Exercise requirements. Exact reproduction required: the lines below from the line with "# Event Bus" to the line with "order they subscribed.", both ends included, and no others.

[Material provided Boundary: Start]

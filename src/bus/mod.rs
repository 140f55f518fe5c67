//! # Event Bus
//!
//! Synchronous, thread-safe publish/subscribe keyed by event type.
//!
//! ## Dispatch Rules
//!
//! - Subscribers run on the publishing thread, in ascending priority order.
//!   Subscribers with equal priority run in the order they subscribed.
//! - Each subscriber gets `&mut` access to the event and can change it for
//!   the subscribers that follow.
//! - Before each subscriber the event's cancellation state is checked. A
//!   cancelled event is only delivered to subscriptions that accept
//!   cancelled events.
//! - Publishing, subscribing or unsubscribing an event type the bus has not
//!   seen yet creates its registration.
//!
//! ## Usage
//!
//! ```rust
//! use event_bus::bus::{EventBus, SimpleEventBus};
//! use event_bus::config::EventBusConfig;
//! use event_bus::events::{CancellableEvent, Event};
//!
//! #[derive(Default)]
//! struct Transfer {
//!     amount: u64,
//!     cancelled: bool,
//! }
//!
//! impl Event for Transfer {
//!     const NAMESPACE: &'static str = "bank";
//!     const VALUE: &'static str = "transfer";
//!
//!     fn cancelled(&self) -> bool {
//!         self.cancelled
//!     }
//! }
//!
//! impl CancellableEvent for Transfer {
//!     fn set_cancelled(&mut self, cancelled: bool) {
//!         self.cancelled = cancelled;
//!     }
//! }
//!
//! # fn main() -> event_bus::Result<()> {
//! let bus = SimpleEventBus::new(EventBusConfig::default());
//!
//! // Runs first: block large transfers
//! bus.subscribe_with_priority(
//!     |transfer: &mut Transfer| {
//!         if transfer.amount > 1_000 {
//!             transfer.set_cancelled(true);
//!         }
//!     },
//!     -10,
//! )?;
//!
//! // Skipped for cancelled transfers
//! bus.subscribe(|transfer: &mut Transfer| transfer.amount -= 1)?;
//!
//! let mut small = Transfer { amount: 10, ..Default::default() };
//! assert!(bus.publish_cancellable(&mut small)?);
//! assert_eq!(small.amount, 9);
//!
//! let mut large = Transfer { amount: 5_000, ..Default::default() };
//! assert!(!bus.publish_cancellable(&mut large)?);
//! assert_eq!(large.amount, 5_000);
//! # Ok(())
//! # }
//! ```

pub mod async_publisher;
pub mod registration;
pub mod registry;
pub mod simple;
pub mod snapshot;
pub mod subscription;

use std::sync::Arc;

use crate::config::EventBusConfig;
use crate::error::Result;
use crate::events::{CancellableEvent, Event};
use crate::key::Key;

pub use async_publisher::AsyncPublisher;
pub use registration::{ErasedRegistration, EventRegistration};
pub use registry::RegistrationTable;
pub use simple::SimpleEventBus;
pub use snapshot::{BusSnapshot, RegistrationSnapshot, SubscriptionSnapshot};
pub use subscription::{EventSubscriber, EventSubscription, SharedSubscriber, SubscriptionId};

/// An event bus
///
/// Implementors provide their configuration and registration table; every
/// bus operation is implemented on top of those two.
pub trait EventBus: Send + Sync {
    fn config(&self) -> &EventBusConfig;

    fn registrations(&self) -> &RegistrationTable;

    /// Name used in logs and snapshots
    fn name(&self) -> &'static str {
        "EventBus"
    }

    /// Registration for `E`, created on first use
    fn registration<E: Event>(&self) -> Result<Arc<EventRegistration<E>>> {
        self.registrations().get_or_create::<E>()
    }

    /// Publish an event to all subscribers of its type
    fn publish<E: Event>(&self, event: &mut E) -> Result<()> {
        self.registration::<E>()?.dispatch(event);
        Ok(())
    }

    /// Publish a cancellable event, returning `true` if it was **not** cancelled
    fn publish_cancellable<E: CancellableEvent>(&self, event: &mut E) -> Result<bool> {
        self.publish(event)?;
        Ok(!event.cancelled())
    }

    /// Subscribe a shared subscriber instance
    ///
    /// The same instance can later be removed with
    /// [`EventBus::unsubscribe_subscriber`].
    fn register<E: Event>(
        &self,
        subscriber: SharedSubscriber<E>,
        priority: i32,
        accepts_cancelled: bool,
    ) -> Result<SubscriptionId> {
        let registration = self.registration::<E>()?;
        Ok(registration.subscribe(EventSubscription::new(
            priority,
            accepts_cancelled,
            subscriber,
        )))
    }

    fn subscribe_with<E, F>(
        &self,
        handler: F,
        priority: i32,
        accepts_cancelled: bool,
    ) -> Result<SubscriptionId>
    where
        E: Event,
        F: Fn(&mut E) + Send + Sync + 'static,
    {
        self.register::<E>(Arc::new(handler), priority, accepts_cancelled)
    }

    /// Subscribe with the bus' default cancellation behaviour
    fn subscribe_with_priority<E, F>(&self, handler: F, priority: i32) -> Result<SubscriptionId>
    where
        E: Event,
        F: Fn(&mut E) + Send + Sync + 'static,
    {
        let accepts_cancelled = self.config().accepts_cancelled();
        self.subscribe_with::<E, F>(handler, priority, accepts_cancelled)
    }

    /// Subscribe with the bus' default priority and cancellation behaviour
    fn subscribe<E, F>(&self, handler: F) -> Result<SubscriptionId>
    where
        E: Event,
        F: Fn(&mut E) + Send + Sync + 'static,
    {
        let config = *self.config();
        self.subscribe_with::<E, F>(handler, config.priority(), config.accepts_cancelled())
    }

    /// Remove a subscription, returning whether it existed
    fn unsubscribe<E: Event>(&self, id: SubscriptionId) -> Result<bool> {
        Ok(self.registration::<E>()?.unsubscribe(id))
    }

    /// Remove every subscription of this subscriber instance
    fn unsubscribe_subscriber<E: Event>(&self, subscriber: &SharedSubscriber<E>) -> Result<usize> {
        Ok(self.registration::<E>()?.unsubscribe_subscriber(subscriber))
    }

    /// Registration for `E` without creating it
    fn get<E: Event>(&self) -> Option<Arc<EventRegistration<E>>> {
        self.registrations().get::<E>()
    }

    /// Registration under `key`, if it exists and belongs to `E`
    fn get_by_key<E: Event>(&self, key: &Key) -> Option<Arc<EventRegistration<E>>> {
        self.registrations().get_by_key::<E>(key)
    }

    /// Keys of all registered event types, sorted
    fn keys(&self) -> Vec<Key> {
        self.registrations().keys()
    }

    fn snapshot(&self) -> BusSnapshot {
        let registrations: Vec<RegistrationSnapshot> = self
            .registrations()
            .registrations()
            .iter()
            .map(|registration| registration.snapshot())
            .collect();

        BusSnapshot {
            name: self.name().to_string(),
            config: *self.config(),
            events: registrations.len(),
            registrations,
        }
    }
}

[Material provided Boundary: End]

Task response.
//! # Event Bus
//!
//! Synchronous, thread-safe publish/subscribe keyed by event type.
//!
//! ## Dispatch Rules
//!
//! - Subscribers run on the publishing thread, in ascending priority order.
//!   Subscribers with equal priority run in the order they subscribed.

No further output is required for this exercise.